Extracted data entries:
>>>
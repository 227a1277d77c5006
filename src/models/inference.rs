//! Estimation results received from the service.

use anyhow::Result;
use serde::{Deserialize, Serialize};

use super::grid::Grid;
use super::rgb::Rgb;

/// One estimated cell: the metric value and the heat-map color the service
/// chose for it. Wire form `[value, [r, g, b]]`.
pub type CellReading = (f64, Rgb);

/// Per-cell probability and entropy fields for one estimation request.
///
/// Immutable once received; the displayed result is only ever replaced or
/// cleared, never edited in place.
#[derive(Debug, Clone, PartialEq, Serialize, Deserialize)]
pub struct InferenceResult {
    /// Probability of an item occupying each cell.
    pub probabilities: Grid<CellReading>,
    /// Entropy of the occupancy estimate for each cell.
    pub entropy: Grid<CellReading>,
}

impl InferenceResult {
    /// Checks that both fields match the board dimensions the request was
    /// made with, and that their row data is well formed.
    ///
    /// A response that fails this check is a service contract violation and
    /// is rejected before any cell of it is read.
    ///
    /// # Errors
    ///
    /// Fails when either grid's declared or actual shape differs from
    /// `rows` × `cols`.
    pub fn ensure_dimensions(&self, rows: usize, cols: usize) -> Result<()> {
        for (name, grid) in [
            ("probabilities", &self.probabilities),
            ("entropy", &self.entropy),
        ] {
            if grid.rows() != rows || grid.cols() != cols {
                anyhow::bail!(
                    "Malformed response: {name} field is {}x{}, expected {rows}x{cols}",
                    grid.rows(),
                    grid.cols(),
                );
            }
            if !grid.is_well_formed() {
                anyhow::bail!("Malformed response: {name} field has ragged row data");
            }
        }
        Ok(())
    }
}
<<<
Problem details — Please return the lines above exactly, from the first one down to the line with "pub type CellReading = (f64, Rgb);", and stop after that line.

Answer to this task —
repository 227a1277d77c5006
filename src/models/inference.rs
//! Estimation results received from the service.

use anyhow::Result;
use serde::{Deserialize, Serialize};

use super::grid::Grid;
use super::rgb::Rgb;

/// One estimated cell: the metric value and the heat-map color the service
/// chose for it. Wire form `[value, [r, g, b]]`.
pub type CellReading = (f64, Rgb);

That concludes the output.